Let us take a look at the process of configuring Goldengate 12c to work in an Oracle 12c Grid Infrastructure RAC or Exadata environment using DBFS on Linux x86-64.
Simply put the Oracle Database File System (DBFS) is a standard file system interface on top of files and directories that are stored in database tables as LOBs.
In one of my earlier posts we had seen how we can configure Goldengate in an Oracle 11gR2 RAC environment using ACFS as the shared location.
Until recently Exadata did not support using ACFS but ACFS is now supported on version 184.108.40.206 of the RAC Grid Infrastructure.

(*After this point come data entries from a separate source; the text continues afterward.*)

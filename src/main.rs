//! Telemetry Link Main Application
//!
//! Entry point for the LoRa telemetry link firmware. Initializes hardware,
//! brings the radio session up, and runs the role this build was compiled
//! for: the ground-station receiver or the flight transmitter.

#![no_std]
#![no_main]

use core::cell::RefCell;

use embassy_executor::Spawner;
use embassy_stm32::exti::ExtiInput;
use embassy_stm32::gpio::{Level, Output, Pull, Speed};
use embassy_stm32::i2c::I2c;
use embassy_stm32::spi::{self, Spi};
use embassy_stm32::time::Hertz;
use embassy_stm32::usart::{BufferedUart, Config as UartConfig};
use embassy_stm32::{bind_interrupts, peripherals};
use embedded_hal_bus::i2c::RefCellDevice;
use embedded_hal_bus::spi::ExclusiveDevice;
use static_cell::StaticCell;
use {defmt_rtt as _, panic_probe as _};

use lora_telemetry::drivers::sensors::{Bme280, Mpu6050, NmeaGps};
use lora_telemetry::drivers::sx127x::Sx127x;
use lora_telemetry::hal::gpio::StatusLed;
use lora_telemetry::hal::time::BlockingDelay;
use lora_telemetry::link::aggregator::{Sensor, TelemetryAggregator};
use lora_telemetry::link::driver::RadioDriver;
use lora_telemetry::link::runner::{CycleOutcome, TransmitterLink};
use lora_telemetry::prelude::*;

// Bind interrupt handlers
bind_interrupts!(struct Irqs {
    USART1 => embassy_stm32::usart::BufferedInterruptHandler<peripherals::USART1>;
});

/// Completion flag shared between the DIO0 edge task and the session
static RX_DONE: CompletionSignal = CompletionSignal::new();

static GPS_TX_BUF: StaticCell<[u8; 32]> = StaticCell::new();
static GPS_RX_BUF: StaticCell<[u8; 256]> = StaticCell::new();

/// Main entry point
#[embassy_executor::main]
async fn main(spawner: Spawner) {
    info!("Telemetry link firmware v{}", env!("CARGO_PKG_VERSION"));

    let p = embassy_stm32::init(embassy_stm32::Config::default());
    info!("Peripherals initialized, role {}", ROLE);

    let mut led = StatusLed::new(Output::new(p.PB3, Level::Low, Speed::Low));

    // SX127x on SPI1 with dedicated chip select and reset
    let mut spi_config = spi::Config::default();
    spi_config.frequency = Hertz(RADIO_SPI_HZ);
    let spi = Spi::new_blocking(p.SPI1, p.PA5, p.PA7, p.PA6, spi_config);
    let radio_cs = Output::new(p.PA4, Level::High, Speed::VeryHigh);
    let radio_reset = Output::new(p.PA3, Level::High, Speed::Low);
    let spi_device = ExclusiveDevice::new(spi, radio_cs, embassy_time::Delay).unwrap();
    let radio = Sx127x::new(spi_device, radio_reset, embassy_time::Delay);

    let session = RadioSession::new(radio, &RX_DONE);
    let config = link_config();
    info!("[radio] initializing: {}", config);

    match ROLE {
        Role::Receiver => {
            let mut session = session;
            if let Err(e) = session.begin(&config) {
                report_init_failure_forever(e, led).await;
            }
            info!("[radio] up");
            led.on();

            let dio0 = ExtiInput::new(p.PB0, p.EXTI0, Pull::Down);
            spawner.spawn(completion_pump(dio0, &RX_DONE)).unwrap();
            run_receiver(session, &RX_DONE, led).await
        }
        Role::Transmitter => {
            // Sensor bus: IMU and environmental sensor share I2C1
            let i2c_bus = RefCell::new(I2c::new_blocking(
                p.I2C1,
                p.PB6,
                p.PB7,
                Hertz(I2C_FREQUENCY_HZ),
                Default::default(),
            ));
            let imu = Mpu6050::new(RefCellDevice::new(&i2c_bus), IMU_I2C_ADDR);
            let env = Bme280::new(RefCellDevice::new(&i2c_bus), ENV_I2C_ADDR);

            let mut uart_config = UartConfig::default();
            uart_config.baudrate = GPS_BAUD;
            let uart = BufferedUart::new(
                p.USART1,
                Irqs,
                p.PA10,
                p.PA9,
                GPS_TX_BUF.init([0; 32]),
                GPS_RX_BUF.init([0; 256]),
                uart_config,
            )
            .unwrap();
            let (_gps_tx, gps_rx) = uart.split();
            let gps = NmeaGps::new(gps_rx);

            let aggregator = TelemetryAggregator::new(gps, imu, env);
            run_transmitter(session, aggregator, &config, led).await
        }
    }
}

/// Relay DIO0 rising edges into the completion signal.
///
/// This is the interrupt side of the interrupt-to-poll handoff: the EXTI
/// wake runs outside the link's control flow and does nothing but raise
/// the flag.
#[embassy_executor::task]
async fn completion_pump(mut dio0: ExtiInput<'static>, signal: &'static CompletionSignal) {
    loop {
        dio0.wait_for_rising_edge().await;
        signal.raise();
    }
}

/// Halt in a reporting loop after a fatal init failure.
///
/// No operator in the field: keep naming the fault rather than mask it by
/// limping on with a dead radio.
async fn report_init_failure_forever(error: InitError, mut led: StatusLed<'_>) -> ! {
    led.off();
    loop {
        error!("init failed: {}", error);
        Timer::after_secs(2).await;
    }
}

/// Ground-station cycle: listen, decode, report.
///
/// The completion wait is paced with async timers so the edge task stays
/// scheduled; a timed-out cycle aborts the armed receive and starts over.
/// Durable logging attaches where the board provides a `StorageDriver`
/// implementation for its medium.
async fn run_receiver<D: RadioDriver>(
    mut session: RadioSession<D>,
    signal: &'static CompletionSignal,
    mut led: StatusLed<'_>,
) -> ! {
    loop {
        match session.start_receive() {
            Ok(()) => {
                debug!("[radio] listening");
                let mut waited_ms: u32 = 0;
                let completed = loop {
                    if signal.poll_and_consume() {
                        break true;
                    }
                    if waited_ms >= RECEIVE_WAIT_TIMEOUT_MS {
                        break false;
                    }
                    Timer::after_millis(u64::from(COMPLETION_POLL_INTERVAL_MS)).await;
                    waited_ms += COMPLETION_POLL_INTERVAL_MS;
                };

                if completed {
                    match session.read_data() {
                        Ok(packet) => {
                            led.toggle();
                            let text =
                                core::str::from_utf8(packet.as_bytes()).unwrap_or("<binary>");
                            info!("[radio] packet #{=u32}: {=str}", session.sequence(), text);
                        }
                        Err(e) => warn!("[radio] read failed: {}", e),
                    }
                } else {
                    session.abort_receive();
                    warn!("[radio] receive timed out");
                }
            }
            Err(e) => warn!("[radio] arm failed: {}", e),
        }

        Timer::after_millis(u64::from(CYCLE_INTERVAL_MS)).await;
    }
}

/// Flight cycle: collect, transmit, report.
async fn run_transmitter<D, P, I, E>(
    session: RadioSession<D>,
    aggregator: TelemetryAggregator<P, I, E>,
    config: &LinkConfig,
    mut led: StatusLed<'_>,
) -> !
where
    D: RadioDriver,
    P: Sensor,
    I: Sensor,
    E: Sensor,
{
    let mut link = TransmitterLink::new(session, aggregator, BlockingDelay);
    match link.begin(config) {
        Ok(degraded) => {
            for id in &degraded {
                warn!("[sensors] {} did not initialize", id);
            }
        }
        Err(e) => report_init_failure_forever(e, led).await,
    }
    info!("[radio] up");
    led.on();

    loop {
        match link.run_cycle() {
            CycleOutcome::Transmitted { len } => {
                led.toggle();
                info!("[radio] transmitted {=usize} bytes", len);
            }
            outcome => warn!("[radio] {}", outcome),
        }
    }
}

In this post we will see how the Oracle DBFS (Database File System) will be setup and configured and used as the shared location for some of the key Goldengate files like the trail files and checkpoint files.
In summary the broad steps involved are:
1) Install and configure FUSE (Filesystem in Userspace)

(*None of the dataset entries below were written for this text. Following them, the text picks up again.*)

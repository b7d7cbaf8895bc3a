//! Operation-Complete Signal
//!
//! Bridges the radio's hardware completion callback to the cooperative main
//! loop. One producer (the interrupt context) raises the flag; one consumer
//! (the polling main flow) consumes it. There is no other access path.

use core::sync::atomic::{AtomicBool, Ordering};

/// Interrupt-safe completion flag
///
/// A single boolean cell with atomic access. The flag only ever transitions
/// false→true from the callback side and true→false from the consumer side;
/// atomics are required because the two sides run in genuinely concurrent
/// contexts even on one core.
///
/// Const-constructible so instances can live in a `static` and be handed to
/// an interrupt handler by reference:
///
/// ```
/// use lora_telemetry::link::signal::CompletionSignal;
///
/// static RX_DONE: CompletionSignal = CompletionSignal::new();
///
/// RX_DONE.raise();
/// assert!(RX_DONE.poll_and_consume());
/// assert!(!RX_DONE.poll_and_consume());
/// ```
#[derive(Debug)]
pub struct CompletionSignal {
    pending: AtomicBool,
}

impl CompletionSignal {
    /// Create a new signal with nothing pending
    #[must_use]
    pub const fn new() -> Self {
        Self {
            pending: AtomicBool::new(false),
        }
    }

    /// Mark the pending operation complete.
    ///
    /// Callable only from the completion callback (interrupt context).
    pub fn raise(&self) {
        self.pending.store(true, Ordering::Release);
    }

    /// Read and clear the flag in one step, returning the pre-reset value.
    ///
    /// Callable only from the main loop. A raised flag is observed exactly
    /// once.
    #[must_use]
    pub fn poll_and_consume(&self) -> bool {
        self.pending.swap(false, Ordering::AcqRel)
    }

    /// Clear the flag before arming a new operation.
    ///
    /// A stale completion from a prior cycle must not be mistaken for the
    /// one being started.
    pub fn reset_before_operation(&self) {
        self.pending.store(false, Ordering::Release);
    }
}

impl Default for CompletionSignal {
    fn default() -> Self {
        Self::new()
    }
}

#[cfg(feature = "embedded")]
impl defmt::Format for CompletionSignal {
    fn format(&self, f: defmt::Formatter) {
        defmt::write!(
            f,
            "CompletionSignal(pending={=bool})",
            self.pending.load(Ordering::Relaxed)
        );
    }
}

2) Create the DBFS user and DBFS tablespaces
3) Mount the DBFS filesystem
5) Create symbolic links for the Goldengate software directories dirchk,dirpcs, dirdat, BR to point to directories on DBFS
6) Create the Application VIP
7) Download the mount-dbfs.sh script from MOS and edit according to our environment
8) Create the DBFS Cluster Resource
9) Download and install the Oracle Grid Infrastructure Bundled Agent
10) Register Goldengate with the bundled agents using agctl utility
Install and Configure FUSE
Using the following command check if FUSE has been installed:
lsmod | grep fuse
FUSE can be installed in a couple of ways – either via the Yum repository or using the RPM’s available on the OEL software media.
yum install kernel-devel yum install fuse fuse-libs
If installing from the media, then these are the RPM’s which are required:
kernel-devel-2.6.32-358.el6.x86_64.rpm fuse-2.8.3-4.el6.x86_64.rpm fuse-devel-2.8.3-4.el6.x86_64.rpm fuse-libs-2.8.3-4.el6.x86_64.rpm
A group named fuse must be created and the OS user who will be mounting the DBFS filesystem needs to be added to the fuse group.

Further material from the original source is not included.